What you should do:
Here is a listing. Repeat it exactly and in its entirety.

====

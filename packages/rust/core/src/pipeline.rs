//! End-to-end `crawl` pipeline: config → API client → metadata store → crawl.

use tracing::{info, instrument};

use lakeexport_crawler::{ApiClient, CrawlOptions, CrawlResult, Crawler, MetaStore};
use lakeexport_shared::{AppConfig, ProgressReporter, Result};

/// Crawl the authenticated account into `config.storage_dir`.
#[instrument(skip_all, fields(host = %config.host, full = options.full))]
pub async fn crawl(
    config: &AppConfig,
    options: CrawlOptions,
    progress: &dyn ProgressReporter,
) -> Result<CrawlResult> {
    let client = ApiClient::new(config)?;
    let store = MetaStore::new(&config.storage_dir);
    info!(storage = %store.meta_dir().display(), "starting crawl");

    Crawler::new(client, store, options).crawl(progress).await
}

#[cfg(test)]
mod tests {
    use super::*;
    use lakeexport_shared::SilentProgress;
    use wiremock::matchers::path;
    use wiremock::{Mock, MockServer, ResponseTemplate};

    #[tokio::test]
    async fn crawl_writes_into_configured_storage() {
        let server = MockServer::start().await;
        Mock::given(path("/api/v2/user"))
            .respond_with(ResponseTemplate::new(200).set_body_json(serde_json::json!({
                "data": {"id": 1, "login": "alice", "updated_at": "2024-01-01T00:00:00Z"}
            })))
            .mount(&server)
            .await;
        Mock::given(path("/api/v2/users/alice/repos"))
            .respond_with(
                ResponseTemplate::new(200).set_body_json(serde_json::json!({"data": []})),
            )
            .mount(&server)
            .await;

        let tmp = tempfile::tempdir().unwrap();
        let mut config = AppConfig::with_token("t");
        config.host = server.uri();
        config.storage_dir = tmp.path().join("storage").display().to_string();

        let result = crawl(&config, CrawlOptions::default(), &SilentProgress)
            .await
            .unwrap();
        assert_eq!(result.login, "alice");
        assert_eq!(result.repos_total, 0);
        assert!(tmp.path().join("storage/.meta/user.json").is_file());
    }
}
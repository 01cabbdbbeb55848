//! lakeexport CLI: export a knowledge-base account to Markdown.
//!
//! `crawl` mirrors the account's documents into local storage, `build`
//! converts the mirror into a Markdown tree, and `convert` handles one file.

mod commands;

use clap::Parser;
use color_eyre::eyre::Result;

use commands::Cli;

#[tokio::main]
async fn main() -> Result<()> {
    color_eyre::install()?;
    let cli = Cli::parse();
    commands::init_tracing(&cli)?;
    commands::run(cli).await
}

====

Finished exercise:
filename packages/rust/core/src/pipeline.rs
//! End-to-end `crawl` pipeline: config → API client → metadata store → crawl.

use tracing::{info, instrument};

use lakeexport_crawler::{ApiClient, CrawlOptions, CrawlResult, Crawler, MetaStore};
use lakeexport_shared::{AppConfig, ProgressReporter, Result};

/// Crawl the authenticated account into `config.storage_dir`.
#[instrument(skip_all, fields(host = %config.host, full = options.full))]
pub async fn crawl(
    config: &AppConfig,
    options: CrawlOptions,
    progress: &dyn ProgressReporter,
) -> Result<CrawlResult> {
    let client = ApiClient::new(config)?;
    let store = MetaStore::new(&config.storage_dir);
    info!(storage = %store.meta_dir().display(), "starting crawl");

    Crawler::new(client, store, options).crawl(progress).await
}

#[cfg(test)]
mod tests {
    use super::*;
    use lakeexport_shared::SilentProgress;
    use wiremock::matchers::path;
    use wiremock::{Mock, MockServer, ResponseTemplate};

    #[tokio::test]
    async fn crawl_writes_into_configured_storage() {
        let server = MockServer::start().await;
        Mock::given(path("/api/v2/user"))
            .respond_with(ResponseTemplate::new(200).set_body_json(serde_json::json!({
                "data": {"id": 1, "login": "alice", "updated_at": "2024-01-01T00:00:00Z"}
            })))
            .mount(&server)
            .await;
        Mock::given(path("/api/v2/users/alice/repos"))
            .respond_with(
                ResponseTemplate::new(200).set_body_json(serde_json::json!({"data": []})),
            )
            .mount(&server)
            .await;

        let tmp = tempfile::tempdir().unwrap();
        let mut config = AppConfig::with_token("t");
        config.host = server.uri();
        config.storage_dir = tmp.path().join("storage").display().to_string();

        let result = crawl(&config, CrawlOptions::default(), &SilentProgress)
            .await
            .unwrap();
        assert_eq!(result.login, "alice");
        assert_eq!(result.repos_total, 0);
        assert!(tmp.path().join("storage/.meta/user.json").is_file());
    }
}
repository 01cabbdbbeb55848
//! lakeexport CLI: export a knowledge-base account to Markdown.
//!
//! `crawl` mirrors the account's documents into local storage, `build`
//! converts the mirror into a Markdown tree, and `convert` handles one file.

mod commands;

use clap::Parser;
use color_eyre::eyre::Result;

use commands::Cli;

#[tokio::main]
async fn main() -> Result<()> {
    color_eyre::install()?;
    let cli = Cli::parse();
    commands::init_tracing(&cli)?;
    commands::run(cli).await
}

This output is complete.